Saito Aki, Ohno Seiko, Nuruki Norihito, Nomura Yuichi, Horie Minoru, Yoshinaga Masao
Department of Pediatrics National Hospital Organization Kagoshima Medical Center Kagoshima Japan.
Department of Cardiovascular and Respiratory Medicine Shiga University of Medical Science Ohtsu Japan.
J Arrhythm. 2018 Apr 6;34(3):291-293. doi: 10.1002/joa3.12053. eCollection 2018 Jun.

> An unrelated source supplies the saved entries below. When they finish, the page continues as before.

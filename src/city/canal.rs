//! Rivers and canals.
//!
//! A river runs from a shore vertex to the landward horizon, following cell
//! vertices greedily, smoothed twice. Where it crosses an artery a bridge
//! point is recorded. The water polygon is the course widened into a stripe.

use crate::city::cell::Cell;
use crate::geometry::{self, intersect_lines, Ring};
use crate::points::{Point, PointId, PointStore};
use crate::random::Rng;
use log::debug;

const MAX_COURSE_STEPS: usize = 200;

#[derive(Clone, Debug)]
pub struct Canal {
    /// Ordered course from the shore inland.
    pub course: Vec<Point>,
    pub width: f64,
    /// Points where the canal crosses a street, with the street direction.
    pub bridges: Vec<(Point, Point)>,
}

impl Canal {
    /// Trace a river for a coastal town. Returns `None` when the shore or
    /// the horizon offers no usable endpoints.
    pub fn river(cells: &[Cell], store: &PointStore, center: Point, rng: &mut Rng) -> Option<Canal> {
        let width = 3.0 + rng.float() * 3.0;

        // Shore vertices: shared between a land cell and a water neighbor.
        let mut shore: Vec<PointId> = Vec::new();
        for cell in cells {
            if cell.waterbody {
                continue;
            }
            for &id in cell.shape.ids() {
                if shore.contains(&id) {
                    continue;
                }
                let wet = cell.neighbors.iter().any(|&nb| {
                    let nb = &cells[nb.0 as usize];
                    nb.waterbody && nb.shape.contains_id(id)
                });
                if wet {
                    shore.push(id);
                }
            }
        }
        if shore.is_empty() {
            debug!("river: no shore vertices");
            return None;
        }

        // Entry point: the shore vertex nearest the town center.
        let start = *shore.iter().min_by(|&&a, &&b| {
            let da = Point::distance(store.get(a), center);
            let db = Point::distance(store.get(b), center);
            da.partial_cmp(&db).unwrap_or(std::cmp::Ordering::Equal)
        })?;
        let start_p = store.get(start);

        // Shore tangent at the entry, for the inland normal.
        let mut shore_dir = Point::new(0.0, 1.0);
        for cell in cells {
            if cell.waterbody {
                continue;
            }
            if let Some(i) = cell.shape.index_of(start) {
                let n = cell.shape.len();
                let prev = cell.shape.point((i + n - 1) % n, store);
                let next = cell.shape.point((i + 1) % n, store);
                shore_dir = (next - prev).norm(1.0);
                break;
            }
        }
        let inland = shore_dir.rotate90();

        // Exit point: an outer non-shore vertex scoring best on alignment
        // with the inland direction plus distance.
        let mut best: Option<(PointId, f64)> = None;
        for cell in cells {
            if cell.waterbody || cell.within_city {
                continue;
            }
            for &id in cell.shape.ids() {
                if shore.contains(&id) {
                    continue;
                }
                let p = store.get(id);
                let dist = Point::distance(p, start_p);
                if dist < 1.0 {
                    continue;
                }
                let dir = (p - start_p).norm(1.0);
                let score = 0.5 * dir.dot(inland) + 0.01 * dist;
                if best.map_or(true, |(_, s)| score > s) {
                    best = Some((id, score));
                }
            }
        }
        let (end, _) = best?;

        let course = walk_course(cells, store, start, end, rng)?;
        let course = geometry::smooth_open(&course, 2);
        debug!("river: {} course points, width {:.1}", course.len(), width);

        Some(Canal {
            course,
            width,
            bridges: Vec::new(),
        })
    }

    /// Record bridge points where arteries cross the course.
    pub fn find_bridges(&mut self, arteries: &[Vec<PointId>], store: &PointStore) {
        self.bridges.clear();
        for artery in arteries {
            for pair in artery.windows(2) {
                let s1 = store.get(pair[0]);
                let s2 = store.get(pair[1]);
                for c in self.course.windows(2) {
                    let d1 = c[1] - c[0];
                    let d2 = s2 - s1;
                    if let Some((t1, t2)) =
                        intersect_lines(c[0].x, c[0].y, d1.x, d1.y, s1.x, s1.y, d2.x, d2.y)
                    {
                        if (0.0..=1.0).contains(&t1) && (0.0..=1.0).contains(&t2) {
                            self.bridges.push((c[0] + d1 * t1, d2.norm(1.0)));
                        }
                    }
                }
            }
        }
        debug!("river: {} bridges", self.bridges.len());
    }

    /// True when `v0 -> v1` runs along the course (either direction).
    pub fn contains_edge(&self, v0: Point, v1: Point) -> bool {
        self.course.windows(2).any(|c| {
            (c[0].approx_eq(&v0) && c[1].approx_eq(&v1))
                || (c[0].approx_eq(&v1) && c[1].approx_eq(&v0))
        })
    }

    pub fn width_at(&self, v: Point) -> f64 {
        if self.course.iter().any(|c| Point::distance(*c, v) < 0.5) {
            self.width
        } else {
            0.0
        }
    }

    /// The course widened into its water polygon.
    pub fn water_polygon(&self) -> Ring {
        geometry::stripe(&self.course, self.width, 1.0)
    }
}

/// Greedy walk from `start` to `end` along cell vertices, always taking the
/// unvisited vertex that makes the most progress toward the target.
fn walk_course(
    cells: &[Cell],
    store: &PointStore,
    start: PointId,
    end: PointId,
    rng: &mut Rng,
) -> Option<Vec<Point>> {
    let target = store.get(end);
    let mut course = vec![store.get(start)];
    let mut visited = vec![start];
    let mut current = start;

    for _ in 0..MAX_COURSE_STEPS {
        let mut best: Option<(PointId, f64)> = None;
        for cell in cells {
            if cell.waterbody || !cell.shape.contains_id(current) {
                continue;
            }
            for &id in cell.shape.ids() {
                if visited.contains(&id) {
                    continue;
                }
                let p = store.get(id);
                let progress = Point::distance(store.get(current), target)
                    - Point::distance(p, target)
                    + rng.float() * 5.0;
                if best.map_or(true, |(_, s)| progress > s) {
                    best = Some((id, progress));
                }
            }
        }
        let (next, progress) = best?;
        if progress <= -10.0 {
            break;
        }
        course.push(store.get(next));
        visited.push(next);
        current = next;
        if Point::distance(store.get(current), target) < 5.0 {
            break;
        }
    }

    if current != end {
        course.push(target);
    }
    if course.len() < 2 {
        None
    } else {
        Some(course)
    }
}

#[cfg(test)]
mod tests {
    use super::*;

    fn canal(course: Vec<Point>) -> Canal {
        Canal {
            course,
            width: 4.0,
            bridges: Vec::new(),
        }
    }

    #[test]
    fn contains_edge_matches_both_directions() {
        let a = Point::new(0.0, 0.0);
        let b = Point::new(5.0, 0.0);
        let c = canal(vec![a, b]);
        assert!(c.contains_edge(a, b));
        assert!(c.contains_edge(b, a));
        assert!(!c.contains_edge(a, Point::new(9.0, 9.0)));
    }

    #[test]
    fn width_at_course_vertex() {
        let a = Point::new(0.0, 0.0);
        let c = canal(vec![a, Point::new(5.0, 0.0)]);
        assert_eq!(c.width_at(a), 4.0);
        assert_eq!(c.width_at(Point::new(2.5, 3.0)), 0.0);
    }

    #[test]
    fn water_polygon_covers_the_course() {
        let c = canal(vec![Point::new(0.0, 0.0), Point::new(10.0, 0.0)]);
        let water = c.water_polygon();
        assert!(water.contains(Point::new(5.0, 0.0)));
    }

    #[test]
    fn bridges_found_at_crossings() {
        let mut store = PointStore::new();
        let a = store.insert(Point::new(5.0, -5.0));
        let b = store.insert(Point::new(5.0, 5.0));
        let mut c = canal(vec![Point::new(0.0, 0.0), Point::new(10.0, 0.0)]);
        c.find_bridges(&[vec![a, b]], &store);
        assert_eq!(c.bridges.len(), 1);
        assert!(c.bridges[0].0.approx_eq(&Point::new(5.0, 0.0)));
    }

    #[test]
    fn parallel_street_is_no_bridge() {
        let mut store = PointStore::new();
        let a = store.insert(Point::new(0.0, 3.0));
        let b = store.insert(Point::new(10.0, 3.0));
        let mut c = canal(vec![Point::new(0.0, 0.0), Point::new(10.0, 0.0)]);
        c.find_bridges(&[vec![a, b]], &store);
        assert!(c.bridges.is_empty());
    }
}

Catecholaminergic polymorphic ventricular tachycardia (CPVT) is one of the leading causes of sudden arrhythmic death in the young. The QT interval in CPVT patients is typically within the normal range. However, those with prolonged QT interval have often been diagnosed with mutation-negative long QT syndrome (LQTS). We report three CPVT patients with prolonged QT interval. Case 1 and 2 were diagnosed as LQTS at first. Genetic test using next-generation sequencing (NGS) revealed mutations. We should consider genetic test using NGS to identify the genes responsible for CPVT in mutation-negative LQTS.
儿茶酚胺能多形性室性心动过速(CPVT)是年轻人心律失常性猝死的主要原因之一。CPVT患者的QT间期通常在正常范围内。然而,QT间期延长的患者常被诊断为无突变的长QT综合征(LQTS)。我们报告了3例QT间期延长的CPVT患者。病例1和病例2最初被诊断为LQTS。使用下一代测序(NGS)进行的基因检测发现了突变。对于无突变的LQTS患者,我们应考虑使用NGS进行基因检测以鉴定导致CPVT的基因。